Hope it will come into use to speed up fscache.

Best wishes,
naihao

 -------- Original Message --------
    changes since v3:
    - cachefiles: The current implementation relies on the anonymous fd mechanism to avoid
      the dependence on the format of cache file. When cache file is opened
      for the first time, an anon_fd associated with the cache file is sent to
      user daemon. User daemon could fetch and write data to cache file with
      the given anon_fd. The following write to the anon_fd will finally
      call to cachefiles kernel module, which will write data to cache file in
      the latest format of cache file. Thus the on-demand read mode can
      keep working no matter how cache file format could change in the
      future. (patch 4)
    - cachefiles: the on-demand read mode reuses the existing
      "/dev/cachefiles" devnode (patch 3)
    - erofs: squash several commits implementing readahead into single
      commit (patch 20)
    - erofs: refactor the readahead routine, so that it can read multiple
      pages each round (patch 20)
    - patch 1 and 7 have already been cherry-picked by the maintainers, but
      have not been merged to the master. Keep them here for completeness.
    
    
    RFC: https://lore.kernel.org/all/YbRL2glGzjfZkVbH@B-P7TQMD6M-0146.local/t/
    v1: https://lore.kernel.org/lkml/47831875-4bdd-8398-9f2d-0466b31a4382@linux.alibaba.com/T/
    v2: https://lore.kernel.org/all/2946d871-b9e1-cf29-6d39-bcab30f2854f@linux.alibaba.com/t/
    v3: https://lore.kernel.org/lkml/20220209060108.43051-1-jefflexu@linux.alibaba.com/T/
    
    [Background]
    ============
    Nydus [1] is a container image distribution service specially optimised
    for distribution over network. Nydus is an excellent container image
    acceleration solution, since it only pulls data from remote when it's
    really needed, a.k.a. on-demand reading.
    
    erofs (Enhanced Read-Only File System) is a filesystem specially
    optimised for read-only scenarios. (Documentation/filesystem/erofs.rst)
    
    Recently we are focusing on erofs in container images distribution
    scenario [2], trying to combine it with nydus. In this case, erofs can
    be mounted from one bootstrap file (metadata) with (optional) multiple
    data blob files (data) stored on another local filesystem. (All these
    files are actually image files in erofs disk format.)
    
    To accelerate the container startup (fetching container image from remote
    and then start the container), we do hope that the bootstrap blob file
    could support demand read.
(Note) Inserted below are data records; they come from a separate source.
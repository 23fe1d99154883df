//! CSV record output
//!
//! Every field is quoted, so embedded commas, quotes and newlines in product
//! descriptions survive a round trip.

use crate::catalog::{ProductRecord, CSV_HEADERS};
use crate::storage::sink::{RecordSink, StorageResult};
use csv::{QuoteStyle, Writer, WriterBuilder};
use std::fs::{File, OpenOptions};
use std::path::Path;

/// Writes records as CSV rows in `CSV_HEADERS` order
pub struct CsvSink {
    writer: Writer<File>,
    rows: u64,
}

impl CsvSink {
    /// Opens `path` for writing
    ///
    /// # Arguments
    ///
    /// * `path` - Output file, created if missing
    /// * `append` - Keep existing rows (resume) instead of truncating
    ///
    /// The header row is written only when the file starts out empty.
    pub fn create(path: &Path, append: bool) -> StorageResult<Self> {
        let file = if append {
            OpenOptions::new().create(true).append(true).open(path)?
        } else {
            File::create(path)?
        };
        let needs_header = file.metadata()?.len() == 0;

        let mut writer = WriterBuilder::new()
            .quote_style(QuoteStyle::Always)
            .has_headers(false)
            .from_writer(file);

        if needs_header {
            writer.write_record(CSV_HEADERS)?;
            writer.flush()?;
        }

        Ok(Self { writer, rows: 0 })
    }

    /// Rows written through this sink
    pub fn rows_written(&self) -> u64 {
        self.rows
    }
}

impl RecordSink for CsvSink {
    fn write(&mut self, record: &ProductRecord) -> StorageResult<()> {
        self.writer.serialize(record.to_row())?;
        self.writer.flush()?;
        self.rows += 1;
        Ok(())
    }

    fn flush(&mut self) -> StorageResult<()> {
        self.writer.flush()?;
        Ok(())
    }
}
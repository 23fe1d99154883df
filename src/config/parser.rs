use crate::config::types::Config;
use crate::config::validation::validate;
use crate::ConfigError;
use sha2::{Digest, Sha256};
use std::path::Path;

/// Loads and parses a configuration file from the given path
///
/// # Arguments
///
/// * `path` - Path to the TOML configuration file
///
/// # Returns
///
/// * `Ok(Config)` - Successfully loaded and validated configuration
/// * `Err(ConfigError)` - Failed to load, parse, or validate the configuration
pub fn load_config(path: &Path) -> Result<Config, ConfigError> {
    let content = std::fs::read_to_string(path)?;
    let config: Config = toml::from_str(&content)?;
    validate(&config)?;
    Ok(config)
}

/// Computes a SHA-256 hash of the configuration file content
///
/// The hash is recorded with each run so resumed runs can be traced back to
/// the configuration that produced them.
pub fn compute_config_hash(path: &Path) -> Result<String, ConfigError> {
    let content = std::fs::read_to_string(path)?;
    let mut hasher = Sha256::new();
    hasher.update(content.as_bytes());
    let result = hasher.finalize();
    Ok(hex::encode(result))
}

/// Loads a configuration and returns both the config and its hash
pub fn load_config_with_hash(path: &Path) -> Result<(Config, String), ConfigError> {
    let config = load_config(path)?;
    let hash = compute_config_hash(path)?;
    Ok((config, hash))
}
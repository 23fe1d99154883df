use crate::catalog::{FacetDimension, FacetValue};
use std::fmt;

/// A facet value chosen for one dimension
#[derive(Debug, Clone, PartialEq, Eq)]
pub struct SelectedFacet {
    pub dimension: String,
    pub param: String,
    pub value: String,
    pub label: String,
}

/// Accumulated facet choices along one traversal branch
///
/// A selection is never mutated once handed to a branch. `extended` returns a
/// new selection so sibling branches never observe each other's choices.
#[derive(Debug, Clone, Default, PartialEq, Eq)]
pub struct FacetSelection {
    choices: Vec<SelectedFacet>,
}

impl FacetSelection {
    /// The empty selection (the whole category)
    pub fn root() -> Self {
        Self::default()
    }

    /// Returns a copy of this selection with `value` chosen for `dimension`
    ///
    /// If the dimension already has a value the selection is returned unchanged;
    /// a branch only ever adds dimensions it has not yet narrowed by.
    pub fn extended(&self, dimension: &FacetDimension, value: &FacetValue) -> Self {
        let mut next = self.clone();
        if next.contains(&dimension.label) {
            tracing::warn!(
                "Ignoring second value '{}' for already selected dimension {}",
                value.label,
                dimension.label
            );
            return next;
        }
        next.choices.push(SelectedFacet {
            dimension: dimension.label.clone(),
            param: value.param.clone(),
            value: value.value.clone(),
            label: value.label.clone(),
        });
        next
    }

    pub fn contains(&self, dimension: &str) -> bool {
        self.choices.iter().any(|c| c.dimension == dimension)
    }

    pub fn get(&self, dimension: &str) -> Option<&SelectedFacet> {
        self.choices.iter().find(|c| c.dimension == dimension)
    }

    pub fn iter(&self) -> impl Iterator<Item = &SelectedFacet> {
        self.choices.iter()
    }

    pub fn len(&self) -> usize {
        self.choices.len()
    }

    pub fn is_empty(&self) -> bool {
        self.choices.is_empty()
    }

    /// True if every choice of `parent` is also present, unchanged, in `self`
    pub fn extends(&self, parent: &FacetSelection) -> bool {
        parent.len() <= self.len()
            && parent
                .choices
                .iter()
                .zip(self.choices.iter())
                .all(|(a, b)| a == b)
    }

    /// Query parameters in selection order
    pub fn query_pairs(&self) -> impl Iterator<Item = (&str, &str)> {
        self.choices
            .iter()
            .map(|c| (c.param.as_str(), c.value.as_str()))
    }
}

impl fmt::Display for FacetSelection {
    fn fmt(&self, f: &mut fmt::Formatter<'_>) -> fmt::Result {
        if self.choices.is_empty() {
            return write!(f, "(all)");
        }
        for (i, choice) in self.choices.iter().enumerate() {
            if i > 0 {
                write!(f, ", ")?;
            }
            write!(f, "{}={}", choice.dimension, choice.label)?;
        }
        Ok(())
    }
}
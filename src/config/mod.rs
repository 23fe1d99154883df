//! Configuration module for Facet-Harvest
//!
//! This module handles loading, parsing, and validating TOML configuration files.
//!
//! # Example
//!
//! ```no_run
//! use facet_harvest::config::load_config;
//! use std::path::Path;
//!
//! let config = load_config(Path::new("harvest.toml")).unwrap();
//! println!("Per-category limit: {}", config.crawler.limit_per_category);
//! ```

mod parser;
mod types;
mod validation;

// Re-export types
pub use types::{
    Backoff, Config, CrawlerConfig, DimensionConfig, DimensionKind, FieldMap, OutputConfig,
    SiteConfig, UserAgentConfig,
};

// Re-export parser functions
pub use parser::{compute_config_hash, load_config, load_config_with_hash};
pub use validation::validate;
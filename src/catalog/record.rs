//! Product record types
//!
//! `RawRecord` is whatever a site returns for one listing; adapters turn it
//! into a `ProductRecord`. `RecordRow` is the fixed tabular output shape.

use serde::Serialize;

/// An unparsed listing as returned by a site
pub type RawRecord = serde_json::Value;

/// Output column order
pub const CSV_HEADERS: [&str; 6] = ["Description", "URL", "Price", "Reviews", "Rating", "Category"];

/// One page of raw listings for a query unit
#[derive(Debug, Clone, Default)]
pub struct Page {
    /// Page index as requested
    pub index: u32,

    /// Listings on this page, in site order
    pub records: Vec<RawRecord>,

    /// Last page index declared by the site, if any
    pub last_page: Option<u32>,
}

impl Page {
    pub fn empty(index: u32) -> Self {
        Self {
            index,
            records: Vec::new(),
            last_page: None,
        }
    }

    pub fn is_empty(&self) -> bool {
        self.records.is_empty()
    }

    /// True when the site declared this page (or an earlier one) as the last
    pub fn is_last(&self) -> bool {
        self.last_page.is_some_and(|last| self.index >= last)
    }
}

/// An extracted product listing
#[derive(Debug, Clone, PartialEq)]
pub struct ProductRecord {
    /// Stable dedup key, defined by the adapter
    pub id: String,
    pub description: String,
    pub url: String,
    pub price: String,
    pub reviews: u64,
    pub rating: Option<f64>,
    /// Name of the category this record was found under
    pub category: String,
}

impl ProductRecord {
    /// Returns the name of the first required field that is missing
    pub fn missing_field(&self) -> Option<&'static str> {
        if self.id.trim().is_empty() {
            Some("id")
        } else if self.url.trim().is_empty() {
            Some("url")
        } else {
            None
        }
    }

    pub fn to_row(&self) -> RecordRow<'_> {
        RecordRow {
            description: &self.description,
            url: &self.url,
            price: &self.price,
            reviews: self.reviews,
            rating: self.rating.map(format_rating).unwrap_or_default(),
            category: &self.category,
        }
    }
}

fn format_rating(rating: f64) -> String {
    // 4.0 -> "4", 4.25 -> "4.25"
    let s = format!("{:.2}", rating);
    s.trim_end_matches('0').trim_end_matches('.').to_string()
}

/// Tabular output row in `CSV_HEADERS` order
#[derive(Debug, Serialize)]
pub struct RecordRow<'a> {
    #[serde(rename = "Description")]
    pub description: &'a str,
    #[serde(rename = "URL")]
    pub url: &'a str,
    #[serde(rename = "Price")]
    pub price: &'a str,
    #[serde(rename = "Reviews")]
    pub reviews: u64,
    #[serde(rename = "Rating")]
    pub rating: String,
    #[serde(rename = "Category")]
    pub category: &'a str,
}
That is, erofs can be mounted and accessed
    even when the bootstrap/data blob files have not been fully downloaded.
    
    That means we have to manage the cache state of the bootstrap/data blob
    files (if cache hit, read directly from the local cache; if cache miss,
    fetch the data somehow). It would be painful and may be dumb for erofs to
    implement the cache management itself. Thus we prefer fscache/cachefiles
    to do the cache management. Besides, the demand-read feature shall be
    general and it can benefit other using scenarios if it can be implemented
    in fscache level.
    
    [1] https://nydus.dev
    [2] https://sched.co/pcdL
    
    
    [Overall Design]
    ================
    
    Please refer to patch 6 ("cachefiles: document on-demand read mode") for
    more details.
    
    When working in original mode, cachefiles mainly serves as a local cache for
    remote networking fs, while in on-demand read mode, cachefiles can boost the
    scenario where on-demand read semantics is needed, e.g. container image
    distribution.
    
    The essential difference between these two modes is that, in original mode,
    when cache miss, netfs itself will fetch data from remote, and then write the
    fetched data into cache file. While in on-demand read mode, a user daemon is
    responsible for fetching data and then writing to the cache file.
    
    The on-demand read mode relies on a simple protocol used for communication
    between kernel and user daemon.
    
    The current implementation relies on the anonymous fd mechanism to avoid
    the dependence on the format of cache file. When cache file is opened
    for the first time, an anon_fd associated with the cache file is sent to
    user daemon. With the given anon_fd, user daemon could fetch and write data
    into the cache file in the background, even when kernel has not triggered
    the cache miss. Besides, the write() syscall to the anon_fd will finally
    call cachefiles kernel module, which will write data to cache file in
    the latest format of cache file.
    
    1. cache miss
    When cache miss, cachefiles kernel module will notify user daemon the
    anon_fd, along with the requested file range. When notified, user dameon
    needs to fetch data of the requested file range, and then write the fetched
    data into cache file with the given anonymous fd. When finished
    processing the request, user daemon needs to notify the kernel.
    
    After notifying the user daemon, the kernel read routine will hang there,
    until the request is handled by user daemon. When it's awaken by the
    notification from user daemon, i.e. the corresponding hole has been filled
    by the user daemon, it will retry to read from the same file range.
    
    2. cache hit
    Once data is already ready in cache file, netfs will read from cache file directly.
    
    
    [Advantage of fscache-based demand-read]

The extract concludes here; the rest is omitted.